China's foreign trade expanded at its fastest pace since the second half of 2011, buffering the economy from a slowdown amid headwinds at home and abroad.
Exports in yuan-denominated terms rose 15 percent year on year in the first half of this year while imports increased 25.7 percent, customs data showed Thursday.
That led to a trade surplus of 1.28 trillion yuan (188 billion U.S. dollars) in the same period, down 17.7 percent year on year, according to the General Administration of Customs.
Total foreign trade volume reached 13.14 trillion yuan in H1, up 19.6 percent year on year, the quickest pace since the second half of 2011.
The brisk growth was bolstered by a lower comparison basis, government support and healing global demand, Huang Songping, a spokesperson with the customs authority, told a press briefing.
During the first six months, trade with the EU jumped 17.4 percent from the same period last year. The EU is China's biggest trade partner, accounting for 14.8 percent of the country's foreign trade.
Meanwhile, trade with the United States and ASEAN went up by 21.3 percent and 21.9 percent, respectively.
Private business played an overwhelming role in foreign trade with export and import value up 20.6 percent to 5.02 trillion yuan in the first half, or 38.2 percent of the nation's total.
Most of China's exports were machinery, electronics and labor-intensive products, with their export value accounting for 57.2 percent of the total.
However, Huang brought attention to a tough stance on foreign trade in the second half of this year due to a higher comparison basis, uncertainties in the global environment and deep-seated problems in the domestic economy.
Uncertainties weigh on the global market as major economies practice divergent monetary policy. Commodity prices and trade protectionism also add unpredictability.
As developed economies shore up advanced manufacturing and emerging economies strengthened on low production costs, China's exports are due to face more fierce competition in the global market.
"Looking ahead, we expect export growth to slow on uncertainties in external demand due to rising geopolitical risks, and the renminbi's stronger exchange rate against the U.S. dollar in H1 2017," according to a report by Nomura Securities.
Import growth is also likely to moderate along with export growth. The cooling property market is likely to lead to slower domestic investment growth, which may also weigh on import growth, she added.
But Huang Songping reaffirmed the view that the strong fundamentals of China's foreign trade have not changed. They will continue with good momentum, and the trade structure will be improved if no major risks arise.
China's economy grew 6.9 percent in the first quarter of the year, up from 6.8 percent the previous quarter and above the government's annual target of around 6.5 percent for 2017.

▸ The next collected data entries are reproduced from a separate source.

// HTTP route handlers for the Verdict API

use crate::auth::AuthUser;
use crate::{metrics, problems, ws, AppState};
use axum::extract::{Path, Query, State};
use axum::http::StatusCode;
use axum::response::{IntoResponse, Json, Response};
use chrono::Utc;
use serde::Deserialize;
use std::sync::Arc;
use tracing::{error, info};
use uuid::Uuid;
use verdict_common::queue;
use verdict_common::types::{Job, Language, PushEnvelope, Submission, SubmissionStatus};

#[derive(Debug, Deserialize)]
pub struct CreateQuery {
    #[serde(rename = "problemId")]
    pub problem_id: Option<String>,
}

#[derive(Debug, Deserialize)]
#[serde(rename_all = "camelCase")]
pub struct CreateSubmissionRequest {
    #[serde(default)]
    pub user_code: String,
    #[serde(default)]
    pub language: String,
}

fn message(status: StatusCode, text: &str) -> Response {
    (status, Json(serde_json::json!({ "message": text }))).into_response()
}

/// POST /api/submissions/create?problemId=…
///
/// Validates, snapshots the problem, persists the `Pending` submission,
/// and enqueues the grading job. Enqueue failures are logged but do not
/// fail the request: the submission is persisted and an operator can
/// requeue it.
pub async fn create_submission(
    State(state): State<Arc<AppState>>,
    AuthUser(user_id): AuthUser,
    Query(query): Query<CreateQuery>,
    Json(payload): Json<CreateSubmissionRequest>,
) -> Response {
    let Some(problem_id) = query.problem_id.filter(|id| !id.is_empty()) else {
        return message(StatusCode::BAD_REQUEST, "problemId is required");
    };
    if payload.user_code.trim().is_empty() {
        return message(StatusCode::BAD_REQUEST, "userCode is required");
    }
    let Some(language) = Language::from_tag(&payload.language) else {
        return message(StatusCode::BAD_REQUEST, "unknown language");
    };

    let problem = match problems::fetch_problem(
        &state.http,
        &state.config.problem_service_url,
        &problem_id,
    )
    .await
    {
        Ok(Some(problem)) => problem,
        Ok(None) => return message(StatusCode::NOT_FOUND, "Problem not found"),
        Err(e) => {
            error!(problem_id = %problem_id, error = %e, "problem fetch failed");
            return message(StatusCode::INTERNAL_SERVER_ERROR, "problem service error");
        }
    };

    if problem.testcases.is_empty() {
        return message(StatusCode::BAD_REQUEST, "problem has no test cases");
    }
    let Some(stub) = problem.stub_for(language) else {
        return message(StatusCode::BAD_REQUEST, "stub not found");
    };

    // Archive the framed source alongside the raw user code.
    let code = format!(
        "{}\n{}\n{}",
        stub.start_snippet, payload.user_code, stub.end_snippet
    );

    let submission = Submission {
        id: Uuid::new_v4().to_string(),
        user_id: user_id.clone(),
        problem_id: problem_id.clone(),
        code,
        language,
        status: SubmissionStatus::Pending,
        results: vec![],
        passed_count: 0,
        total_count: problem.testcases.len() as u32,
        percent: 0,
        created_at: Utc::now(),
    };

    if let Err(e) = state.store.insert(&submission).await {
        error!(error = %e, "failed to persist submission");
        return message(StatusCode::INTERNAL_SERVER_ERROR, "storage error");
    }

    let job = Job {
        submission_id: submission.id.clone(),
        user_id,
        problem_id,
        language,
        user_code: payload.user_code,
        problem,
    };

    // Fire-and-forget enqueue.
    let mut conn = state.redis.clone();
    match queue::push_job(&mut conn, &job).await {
        Ok(()) => {
            info!(
                submission_id = %submission.id,
                language = %language,
                test_count = submission.total_count,
                "submission queued"
            );
        }
        Err(e) => {
            error!(
                submission_id = %submission.id,
                error = %e,
                "failed to enqueue job; submission persisted for retry"
            );
        }
    }

    metrics::SUBMISSIONS_CREATED.inc();
    (StatusCode::CREATED, Json(submission)).into_response()
}

/// GET /api/submissions/:id - owner-only read.
pub async fn get_submission(
    State(state): State<Arc<AppState>>,
    AuthUser(user_id): AuthUser,
    Path(id): Path<String>,
) -> Response {
    match state.store.find_by_id(&id).await {
        Ok(Some(submission)) if submission.user_id == user_id => {
            (StatusCode::OK, Json(submission)).into_response()
        }
        Ok(Some(_)) => message(StatusCode::FORBIDDEN, "not your submission"),
        Ok(None) => message(StatusCode::NOT_FOUND, "Submission not found"),
        Err(e) => {
            error!(submission_id = %id, error = %e, "failed to load submission");
            message(StatusCode::INTERNAL_SERVER_ERROR, "storage error")
        }
    }
}

/// GET /api/submissions/user - owner's submissions, newest first.
pub async fn list_user_submissions(
    State(state): State<Arc<AppState>>,
    AuthUser(user_id): AuthUser,
) -> Response {
    match state.store.find_by_user(&user_id).await {
        Ok(submissions) => (StatusCode::OK, Json(submissions)).into_response(),
        Err(e) => {
            error!(user_id = %user_id, error = %e, "failed to list submissions");
            message(StatusCode::INTERNAL_SERVER_ERROR, "storage error")
        }
    }
}

/// POST /internal/push - worker-to-endpoint bridge. Delivers the event
/// to the locally held sessions of the target user.
pub async fn internal_push(
    State(state): State<Arc<AppState>>,
    Json(envelope): Json<PushEnvelope>,
) -> Response {
    let frame = ws::update_frame(&envelope.submission_id, &envelope.data);
    let delivered = state.sessions.deliver(&envelope.user_id, frame);
    if delivered > 0 {
        metrics::PUSH_EVENTS_DELIVERED.inc_by(delivered as u64);
    }

    (
        StatusCode::OK,
        Json(serde_json::json!({ "delivered": delivered })),
    )
        .into_response()
}

/// GET /health - liveness probe.
pub async fn health_check() -> impl IntoResponse {
    (StatusCode::OK, "OK")
}

/// GET /metrics - Prometheus text exposition.
pub async fn metrics_export() -> impl IntoResponse {
    (
        StatusCode::OK,
        [("content-type", "text/plain; version=0.0.4")],
        metrics::render(),
    )
}
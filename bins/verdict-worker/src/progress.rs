//! Push bridge from the worker to the channel endpoints.
//!
//! Workers never hold client sessions themselves; each event is POSTed
//! to every configured endpoint's `/internal/push` route and the
//! endpoint delivers to its locally connected sessions. The bridge is
//! best-effort: a failed push is logged and grading carries on, because
//! the persisted submission is the authoritative record.

use tracing::warn;
use verdict_common::types::{ProgressEvent, PushEnvelope};

pub struct ProgressEmitter {
    client: reqwest::Client,
    endpoints: Vec<String>,
}

impl ProgressEmitter {
    pub fn new(endpoints: Vec<String>) -> Self {
        Self {
            client: reqwest::Client::new(),
            endpoints,
        }
    }

    pub async fn emit(&self, user_id: &str, event: &ProgressEvent) {
        let envelope = PushEnvelope {
            user_id: user_id.to_string(),
            submission_id: event.submission_id.clone(),
            data: event.clone(),
        };

        for endpoint in &self.endpoints {
            let url = format!("{}/internal/push", endpoint.trim_end_matches('/'));
            match self.client.post(&url).json(&envelope).send().await {
                Ok(response) if !response.status().is_success() => {
                    warn!(
                        endpoint = %endpoint,
                        status = %response.status(),
                        submission_id = %event.submission_id,
                        "progress push rejected"
                    );
                }
                Ok(_) => {}
                Err(e) => {
                    warn!(
                        endpoint = %endpoint,
                        error = %e,
                        submission_id = %event.submission_id,
                        "progress push failed"
                    );
                }
            }
        }
    }
}
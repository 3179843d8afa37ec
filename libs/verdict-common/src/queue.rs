use crate::types::Job;
use redis::{AsyncCommands, RedisResult};

/// Redis queue semantics - defines only semantics, not runtime logic.
/// Keeps the API and worker on the same key so they never drift.

pub const SUBMISSION_QUEUE: &str = "submission-queue";

/// Push a job onto the submission queue.
/// Uses RPUSH for FIFO semantics.
pub async fn push_job(
    conn: &mut redis::aio::ConnectionManager,
    job: &Job,
) -> RedisResult<()> {
    let payload = serde_json::to_string(job)
        .map_err(|e| redis::RedisError::from((redis::ErrorKind::TypeError, "serialization error", e.to_string())))?;

    conn.rpush(SUBMISSION_QUEUE, payload).await
}

/// Pop the next job from the submission queue.
/// Uses BLPOP with a timeout so the worker loop can poll for shutdown.
pub async fn pop_job(
    conn: &mut redis::aio::ConnectionManager,
    timeout_seconds: f64,
) -> RedisResult<Option<Job>> {
    let result: Option<(String, String)> = conn.blpop(SUBMISSION_QUEUE, timeout_seconds).await?;

    match result {
        Some((_key, payload)) => {
            let job: Job = serde_json::from_str(&payload)
                .map_err(|e| redis::RedisError::from((redis::ErrorKind::TypeError, "deserialization error", e.to_string())))?;
            Ok(Some(job))
        }
        None => Ok(None),
    }
}

#[cfg(test)]
mod tests {
    use super::*;
    use crate::types::{Language, Problem, TestCase};

    #[test]
    fn test_job_payload_roundtrip() {
        let job = Job {
            submission_id: "s1".to_string(),
            user_id: "u1".to_string(),
            problem_id: "p1".to_string(),
            language: Language::Cpp,
            user_code: "int f() { return 0; }".to_string(),
            problem: Problem {
                id: "p1".to_string(),
                title: "Sample".to_string(),
                testcases: vec![TestCase {
                    id: "t1".to_string(),
                    input: "1".to_string(),
                    expected_output: "1".to_string(),
                }],
                code_stubs: vec![],
            },
        };

        let payload = serde_json::to_string(&job).unwrap();
        let back: Job = serde_json::from_str(&payload).unwrap();

        assert_eq!(back.submission_id, "s1");
        assert_eq!(back.language, Language::Cpp);
        assert_eq!(back.problem.testcases.len(), 1);
    }

    #[test]
    fn test_queue_name() {
        assert_eq!(SUBMISSION_QUEUE, "submission-queue");
    }
}
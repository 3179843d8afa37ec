// Bearer-token authentication.
//
// Tokens are HS256 JWTs whose `sub` claim carries the user id. The
// extractor rejects with 401 on a missing or invalid token; ownership
// checks (403) stay in the handlers.

use crate::AppState;
use axum::async_trait;
use axum::extract::FromRequestParts;
use axum::http::{header::AUTHORIZATION, request::Parts, StatusCode};
use axum::Json;
use jsonwebtoken::{decode, Algorithm, DecodingKey, Validation};
use serde::{Deserialize, Serialize};
use std::sync::Arc;

#[derive(Debug, Serialize, Deserialize)]
pub struct Claims {
    pub sub: String,
    pub exp: usize,
}

/// Authenticated user id, extracted from the `Authorization` header.
pub struct AuthUser(pub String);

pub fn decode_user_id(token: &str, secret: &str) -> Result<String, jsonwebtoken::errors::Error> {
    let data = decode::<Claims>(
        token,
        &DecodingKey::from_secret(secret.as_bytes()),
        &Validation::new(Algorithm::HS256),
    )?;
    Ok(data.claims.sub)
}

#[async_trait]
impl FromRequestParts<Arc<AppState>> for AuthUser {
    type Rejection = (StatusCode, Json<serde_json::Value>);

    async fn from_request_parts(
        parts: &mut Parts,
        state: &Arc<AppState>,
    ) -> Result<Self, Self::Rejection> {
        let token = parts
            .headers
            .get(AUTHORIZATION)
            .and_then(|v| v.to_str().ok())
            .and_then(|v| v.strip_prefix("Bearer "))
            .ok_or_else(|| unauthorized("missing bearer token"))?;

        let user_id = decode_user_id(token, &state.config.jwt_secret)
            .map_err(|_| unauthorized("invalid token"))?;

        Ok(AuthUser(user_id))
    }
}

fn unauthorized(message: &str) -> (StatusCode, Json<serde_json::Value>) {
    (
        StatusCode::UNAUTHORIZED,
        Json(serde_json::json!({ "message": message })),
    )
}
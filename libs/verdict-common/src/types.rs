use chrono::{DateTime, Utc};
use serde::{Deserialize, Serialize};

/// Supported submission languages. The wire tag is the uppercase form used
/// by the problem catalog and the HTTP API.
#[derive(Debug, Clone, Copy, PartialEq, Eq, Hash, Serialize, Deserialize)]
pub enum Language {
    #[serde(rename = "JAVA")]
    Java,
    #[serde(rename = "PYTHON")]
    Python,
    #[serde(rename = "CPP")]
    Cpp,
}

impl Language {
    pub fn from_tag(tag: &str) -> Option<Self> {
        match tag {
            "JAVA" => Some(Language::Java),
            "PYTHON" => Some(Language::Python),
            "CPP" => Some(Language::Cpp),
            _ => None,
        }
    }

    pub fn as_tag(&self) -> &'static str {
        match self {
            Language::Java => "JAVA",
            Language::Python => "PYTHON",
            Language::Cpp => "CPP",
        }
    }
}

impl std::fmt::Display for Language {
    fn fmt(&self, f: &mut std::fmt::Formatter<'_>) -> std::fmt::Result {
        let name = match self {
            Language::Java => "java",
            Language::Python => "python",
            Language::Cpp => "cpp",
        };
        write!(f, "{}", name)
    }
}

/// Submission lifecycle states.
///
/// `Pending → Running → {Success, WA, RE, TLE, Failed}`; terminal states
/// are sinks and the store refuses terminal-to-terminal transitions.
#[derive(Debug, Clone, Copy, PartialEq, Eq, Serialize, Deserialize)]
pub enum SubmissionStatus {
    Pending,
    Running,
    Success,
    #[serde(rename = "WA")]
    Wa,
    #[serde(rename = "RE")]
    Re,
    #[serde(rename = "TLE")]
    Tle,
    Failed,
}

impl SubmissionStatus {
    pub fn is_terminal(&self) -> bool {
        !matches!(self, SubmissionStatus::Pending | SubmissionStatus::Running)
    }

    pub fn as_str(&self) -> &'static str {
        match self {
            SubmissionStatus::Pending => "Pending",
            SubmissionStatus::Running => "Running",
            SubmissionStatus::Success => "Success",
            SubmissionStatus::Wa => "WA",
            SubmissionStatus::Re => "RE",
            SubmissionStatus::Tle => "TLE",
            SubmissionStatus::Failed => "Failed",
        }
    }
}

impl std::fmt::Display for SubmissionStatus {
    fn fmt(&self, f: &mut std::fmt::Formatter<'_>) -> std::fmt::Result {
        write!(f, "{}", self.as_str())
    }
}

#[derive(Debug, Clone, PartialEq, Eq, Serialize, Deserialize)]
#[serde(rename_all = "camelCase")]
pub struct TestCase {
    #[serde(default)]
    pub id: String,
    pub input: String,
    pub expected_output: String,
}

/// Problem-supplied boilerplate framing user code for one language.
///
/// `start_snippet` opens the outer class and imports, `user_snippet` is the
/// solution method signature (the submitter replaces it with a filled-in
/// method), `end_snippet` closes the class.
#[derive(Debug, Clone, Serialize, Deserialize)]
#[serde(rename_all = "camelCase")]
pub struct CodeStub {
    pub language: Language,
    pub start_snippet: String,
    pub user_snippet: String,
    pub end_snippet: String,
}

/// Read-only problem snapshot fetched from the catalog service.
#[derive(Debug, Clone, Serialize, Deserialize)]
#[serde(rename_all = "camelCase")]
pub struct Problem {
    pub id: String,
    #[serde(default)]
    pub title: String,
    #[serde(default)]
    pub testcases: Vec<TestCase>,
    #[serde(default)]
    pub code_stubs: Vec<CodeStub>,
}

impl Problem {
    pub fn stub_for(&self, language: Language) -> Option<&CodeStub> {
        self.code_stubs.iter().find(|s| s.language == language)
    }
}

/// Outcome of a single test case, embedded in the submission document and
/// in every progress event.
///
/// Invariant: `passed ⇔ error.is_empty() && output == expected_output`
/// (both sides trimmed).
#[derive(Debug, Clone, Serialize, Deserialize)]
#[serde(rename_all = "camelCase")]
pub struct PerTestResult {
    pub testcase: TestCase,
    pub output: String,
    pub passed: bool,
    #[serde(default)]
    pub error: String,
}

#[derive(Debug, Clone, Serialize, Deserialize)]
#[serde(rename_all = "camelCase")]
pub struct Submission {
    pub id: String,
    pub user_id: String,
    pub problem_id: String,
    pub code: String,
    pub language: Language,
    pub status: SubmissionStatus,
    #[serde(default)]
    pub results: Vec<PerTestResult>,
    pub passed_count: u32,
    pub total_count: u32,
    pub percent: u32,
    pub created_at: DateTime<Utc>,
}

/// Queue payload. Carries the full problem snapshot so grading is pinned
/// to the catalog state at submission time.
#[derive(Debug, Clone, Serialize, Deserialize)]
#[serde(rename_all = "camelCase")]
pub struct Job {
    pub submission_id: String,
    pub user_id: String,
    pub problem_id: String,
    pub language: Language,
    pub user_code: String,
    pub problem: Problem,
}

#[derive(Debug, Clone, Copy, Serialize, Deserialize)]
pub struct Progress {
    pub completed: u32,
    pub total: u32,
}

/// Server-pushed grading update. `results` is cumulative and append-only
/// across the events of one submission.
#[derive(Debug, Clone, Serialize, Deserialize)]
#[serde(rename_all = "camelCase")]
pub struct ProgressEvent {
    pub submission_id: String,
    pub status: SubmissionStatus,
    pub progress: Progress,
    pub percent: u32,
    pub passed_count: u32,
    pub total_count: u32,
    pub results: Vec<PerTestResult>,
    /// Worker error message on `Failed` events; empty otherwise.
    #[serde(default, skip_serializing_if = "String::is_empty")]
    pub error: String,
}

/// Worker-to-endpoint push body for the `/internal/push` bridge.
#[derive(Debug, Clone, Serialize, Deserialize)]
#[serde(rename_all = "camelCase")]
pub struct PushEnvelope {
    pub user_id: String,
    pub submission_id: String,
    pub data: ProgressEvent,
}

/// Percentage of passed cases, rounded to the nearest integer.
pub fn percent(passed: u32, total: u32) -> u32 {
    if total == 0 {
        return 0;
    }
    ((passed as f64) * 100.0 / (total as f64)).round() as u32
}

Regarding China's trade with the Democratic People's Republic of Korea (DPRK), Huang said surging trade volume in H1 was driven by China's exports of labor-intensive products that are not on the United Nations' embargo list.
"As close neighbors, China and the DPRK maintain normal trade," Huang said.
He played down the significance of aggregate data in the first half and highlighted the fact that China's imports from the DPRK had fallen substantially for four straight months since March.
Following the UN Security Council's resolutions, China had banned imports of coal from the DPRK since mid-February. In the first half of this year, coal imports from the DPRK dwindled 74.5 percent year on year to 2.68 million tonnes.
"China has always abided by the rules of the United Nations resolution on a trade embargo with the DPRK ... It is a common responsibility of all UN members. China will carry out the practice in a consistent, accurate and stringent way," Huang said.